----- GIVEN ENTRIES
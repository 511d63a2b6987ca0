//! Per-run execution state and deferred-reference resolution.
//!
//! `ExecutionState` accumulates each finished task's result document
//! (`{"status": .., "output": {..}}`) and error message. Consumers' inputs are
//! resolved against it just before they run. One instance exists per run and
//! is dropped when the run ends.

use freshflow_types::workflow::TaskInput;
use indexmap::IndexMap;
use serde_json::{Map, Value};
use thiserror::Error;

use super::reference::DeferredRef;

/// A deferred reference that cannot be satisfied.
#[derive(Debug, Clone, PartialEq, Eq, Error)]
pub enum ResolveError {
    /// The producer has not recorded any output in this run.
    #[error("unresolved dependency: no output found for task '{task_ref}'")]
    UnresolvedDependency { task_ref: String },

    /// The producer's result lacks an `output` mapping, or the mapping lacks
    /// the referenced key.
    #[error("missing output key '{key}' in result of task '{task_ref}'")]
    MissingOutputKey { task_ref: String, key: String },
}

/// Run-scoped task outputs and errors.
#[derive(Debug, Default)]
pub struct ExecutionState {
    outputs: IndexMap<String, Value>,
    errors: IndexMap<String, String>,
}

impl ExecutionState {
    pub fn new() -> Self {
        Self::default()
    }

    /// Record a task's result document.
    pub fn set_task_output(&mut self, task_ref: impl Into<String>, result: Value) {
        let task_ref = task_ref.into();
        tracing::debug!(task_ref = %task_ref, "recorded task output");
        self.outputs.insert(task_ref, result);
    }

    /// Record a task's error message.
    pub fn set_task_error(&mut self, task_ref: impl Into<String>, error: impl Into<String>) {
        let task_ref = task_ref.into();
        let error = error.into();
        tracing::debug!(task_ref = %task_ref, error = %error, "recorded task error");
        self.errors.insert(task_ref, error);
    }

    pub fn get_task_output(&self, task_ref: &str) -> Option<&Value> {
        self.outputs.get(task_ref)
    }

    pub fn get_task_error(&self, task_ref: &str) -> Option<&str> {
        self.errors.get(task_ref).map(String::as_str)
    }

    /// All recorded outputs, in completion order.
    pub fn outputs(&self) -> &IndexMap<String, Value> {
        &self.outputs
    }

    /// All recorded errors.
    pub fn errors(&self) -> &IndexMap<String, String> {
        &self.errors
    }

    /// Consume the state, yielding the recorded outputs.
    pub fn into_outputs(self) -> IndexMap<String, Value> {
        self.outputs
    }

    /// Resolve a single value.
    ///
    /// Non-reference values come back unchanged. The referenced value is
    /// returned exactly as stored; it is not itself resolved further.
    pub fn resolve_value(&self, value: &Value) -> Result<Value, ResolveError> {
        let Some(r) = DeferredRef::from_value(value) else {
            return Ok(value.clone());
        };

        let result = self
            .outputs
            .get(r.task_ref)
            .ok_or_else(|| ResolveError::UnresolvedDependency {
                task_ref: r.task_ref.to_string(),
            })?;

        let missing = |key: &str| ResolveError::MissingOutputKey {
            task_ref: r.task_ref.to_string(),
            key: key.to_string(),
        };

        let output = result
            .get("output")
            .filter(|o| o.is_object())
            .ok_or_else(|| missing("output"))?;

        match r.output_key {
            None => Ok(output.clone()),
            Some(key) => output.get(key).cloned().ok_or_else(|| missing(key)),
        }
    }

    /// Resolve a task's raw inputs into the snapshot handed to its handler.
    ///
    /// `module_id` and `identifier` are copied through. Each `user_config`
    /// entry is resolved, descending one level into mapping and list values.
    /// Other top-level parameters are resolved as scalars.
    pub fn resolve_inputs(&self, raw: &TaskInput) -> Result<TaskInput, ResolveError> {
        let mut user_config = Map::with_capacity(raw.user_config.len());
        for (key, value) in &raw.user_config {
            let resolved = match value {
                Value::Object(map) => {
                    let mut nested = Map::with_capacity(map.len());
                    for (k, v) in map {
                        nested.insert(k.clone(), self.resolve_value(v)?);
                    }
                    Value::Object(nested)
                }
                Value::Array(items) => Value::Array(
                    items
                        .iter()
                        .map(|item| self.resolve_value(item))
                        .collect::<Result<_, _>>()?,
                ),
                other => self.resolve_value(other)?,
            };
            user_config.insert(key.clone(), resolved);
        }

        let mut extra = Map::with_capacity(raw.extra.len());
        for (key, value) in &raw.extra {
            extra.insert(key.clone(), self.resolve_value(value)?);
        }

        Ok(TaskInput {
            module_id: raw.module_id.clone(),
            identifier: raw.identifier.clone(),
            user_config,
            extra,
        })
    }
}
----------
----- GIVEN ENTRIES
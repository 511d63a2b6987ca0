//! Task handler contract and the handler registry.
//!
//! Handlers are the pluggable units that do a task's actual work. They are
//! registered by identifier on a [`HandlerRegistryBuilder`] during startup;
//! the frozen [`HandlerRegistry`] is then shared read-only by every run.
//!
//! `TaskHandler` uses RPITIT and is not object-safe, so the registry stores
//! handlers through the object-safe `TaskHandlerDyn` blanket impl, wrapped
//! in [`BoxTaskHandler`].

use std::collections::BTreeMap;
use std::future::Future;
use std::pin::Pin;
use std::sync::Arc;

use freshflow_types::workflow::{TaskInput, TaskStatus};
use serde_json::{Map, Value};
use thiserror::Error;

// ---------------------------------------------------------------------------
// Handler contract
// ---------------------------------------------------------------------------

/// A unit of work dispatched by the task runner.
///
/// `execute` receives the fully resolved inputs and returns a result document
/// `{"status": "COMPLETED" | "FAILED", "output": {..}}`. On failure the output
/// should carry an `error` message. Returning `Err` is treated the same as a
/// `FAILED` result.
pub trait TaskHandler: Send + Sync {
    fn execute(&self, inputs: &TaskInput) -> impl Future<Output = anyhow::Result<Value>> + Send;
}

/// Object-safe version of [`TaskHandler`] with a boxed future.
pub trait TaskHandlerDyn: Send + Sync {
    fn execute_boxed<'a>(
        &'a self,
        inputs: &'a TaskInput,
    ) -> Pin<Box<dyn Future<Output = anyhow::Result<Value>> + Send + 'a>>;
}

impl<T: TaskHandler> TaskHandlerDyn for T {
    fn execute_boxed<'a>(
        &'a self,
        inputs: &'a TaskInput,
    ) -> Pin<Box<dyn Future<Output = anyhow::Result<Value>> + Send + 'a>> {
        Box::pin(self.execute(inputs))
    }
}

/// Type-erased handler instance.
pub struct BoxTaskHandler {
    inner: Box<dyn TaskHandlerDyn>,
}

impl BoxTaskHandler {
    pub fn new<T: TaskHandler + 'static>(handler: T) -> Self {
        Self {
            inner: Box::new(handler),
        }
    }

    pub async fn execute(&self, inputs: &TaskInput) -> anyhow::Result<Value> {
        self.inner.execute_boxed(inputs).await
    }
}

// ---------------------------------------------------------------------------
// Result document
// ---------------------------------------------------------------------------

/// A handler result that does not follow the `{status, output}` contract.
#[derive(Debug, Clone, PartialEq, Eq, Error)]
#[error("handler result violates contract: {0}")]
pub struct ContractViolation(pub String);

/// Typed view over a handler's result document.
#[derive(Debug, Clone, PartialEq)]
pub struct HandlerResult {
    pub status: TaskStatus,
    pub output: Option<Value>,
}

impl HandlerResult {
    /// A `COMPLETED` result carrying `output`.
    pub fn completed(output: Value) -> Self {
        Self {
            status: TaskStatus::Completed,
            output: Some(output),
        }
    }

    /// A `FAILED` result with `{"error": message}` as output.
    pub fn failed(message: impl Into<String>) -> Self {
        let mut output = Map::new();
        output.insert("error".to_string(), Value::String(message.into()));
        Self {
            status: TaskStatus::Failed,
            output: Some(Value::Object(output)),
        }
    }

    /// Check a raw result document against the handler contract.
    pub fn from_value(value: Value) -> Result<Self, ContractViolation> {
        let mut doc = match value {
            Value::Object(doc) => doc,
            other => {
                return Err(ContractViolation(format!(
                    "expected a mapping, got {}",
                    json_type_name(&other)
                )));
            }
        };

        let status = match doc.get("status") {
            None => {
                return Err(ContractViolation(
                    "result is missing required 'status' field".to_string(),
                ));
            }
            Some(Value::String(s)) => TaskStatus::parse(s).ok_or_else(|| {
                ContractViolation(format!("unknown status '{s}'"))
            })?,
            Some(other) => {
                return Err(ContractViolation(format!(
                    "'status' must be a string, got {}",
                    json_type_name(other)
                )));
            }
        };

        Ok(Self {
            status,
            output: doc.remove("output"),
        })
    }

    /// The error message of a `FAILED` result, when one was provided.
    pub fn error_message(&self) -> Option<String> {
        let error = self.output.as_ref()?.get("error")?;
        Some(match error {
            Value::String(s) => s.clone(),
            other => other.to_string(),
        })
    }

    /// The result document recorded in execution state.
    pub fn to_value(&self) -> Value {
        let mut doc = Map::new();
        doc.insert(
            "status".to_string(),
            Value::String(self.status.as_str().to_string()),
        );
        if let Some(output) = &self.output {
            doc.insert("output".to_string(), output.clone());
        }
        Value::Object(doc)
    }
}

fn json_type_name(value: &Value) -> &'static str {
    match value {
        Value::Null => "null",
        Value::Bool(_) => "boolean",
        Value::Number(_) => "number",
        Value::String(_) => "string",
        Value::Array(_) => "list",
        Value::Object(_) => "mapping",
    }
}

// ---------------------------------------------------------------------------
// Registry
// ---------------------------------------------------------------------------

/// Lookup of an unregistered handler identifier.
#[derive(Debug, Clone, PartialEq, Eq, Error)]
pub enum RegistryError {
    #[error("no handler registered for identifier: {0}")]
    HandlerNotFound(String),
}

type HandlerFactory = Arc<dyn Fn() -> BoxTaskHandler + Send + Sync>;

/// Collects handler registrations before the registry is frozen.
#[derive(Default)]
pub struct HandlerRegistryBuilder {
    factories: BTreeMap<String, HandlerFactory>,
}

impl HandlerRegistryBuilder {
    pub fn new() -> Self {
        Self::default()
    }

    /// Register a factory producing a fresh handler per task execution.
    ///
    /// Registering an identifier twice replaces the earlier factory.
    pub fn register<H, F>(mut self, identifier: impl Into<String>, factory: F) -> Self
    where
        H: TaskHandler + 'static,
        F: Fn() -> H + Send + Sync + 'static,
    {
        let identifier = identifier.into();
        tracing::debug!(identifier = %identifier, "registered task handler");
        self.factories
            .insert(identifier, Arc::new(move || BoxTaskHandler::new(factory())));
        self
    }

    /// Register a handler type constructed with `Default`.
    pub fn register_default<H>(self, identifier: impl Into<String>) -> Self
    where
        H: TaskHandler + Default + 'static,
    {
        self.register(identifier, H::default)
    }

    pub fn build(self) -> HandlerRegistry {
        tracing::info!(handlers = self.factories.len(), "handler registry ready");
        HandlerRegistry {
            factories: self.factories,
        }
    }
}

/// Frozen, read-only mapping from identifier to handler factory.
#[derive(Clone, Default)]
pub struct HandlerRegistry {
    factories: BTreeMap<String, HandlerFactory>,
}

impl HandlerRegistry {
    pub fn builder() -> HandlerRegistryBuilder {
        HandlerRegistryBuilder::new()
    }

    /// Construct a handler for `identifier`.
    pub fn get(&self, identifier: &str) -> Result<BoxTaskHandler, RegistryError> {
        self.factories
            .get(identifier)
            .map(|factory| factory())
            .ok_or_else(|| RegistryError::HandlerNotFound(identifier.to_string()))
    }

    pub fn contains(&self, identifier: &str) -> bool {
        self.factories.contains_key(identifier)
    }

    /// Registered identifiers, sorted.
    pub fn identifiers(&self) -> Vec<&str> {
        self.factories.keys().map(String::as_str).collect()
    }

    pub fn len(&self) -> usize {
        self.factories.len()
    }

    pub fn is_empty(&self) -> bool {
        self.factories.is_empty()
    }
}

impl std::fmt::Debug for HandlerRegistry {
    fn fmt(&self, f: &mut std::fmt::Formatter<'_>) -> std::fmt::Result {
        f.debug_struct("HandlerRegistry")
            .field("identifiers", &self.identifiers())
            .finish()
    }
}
----------
Looking at the data above, return every line from the one with "let result = self" down to the one with "let missing = |key: &str|", exactly and inclusively.

→ EXPECTED ANSWER
        let result = self
            .outputs
            .get(r.task_ref)
            .ok_or_else(|| ResolveError::UnresolvedDependency {
                task_ref: r.task_ref.to_string(),
            })?;

        let missing = |key: &str| ResolveError::MissingOutputKey {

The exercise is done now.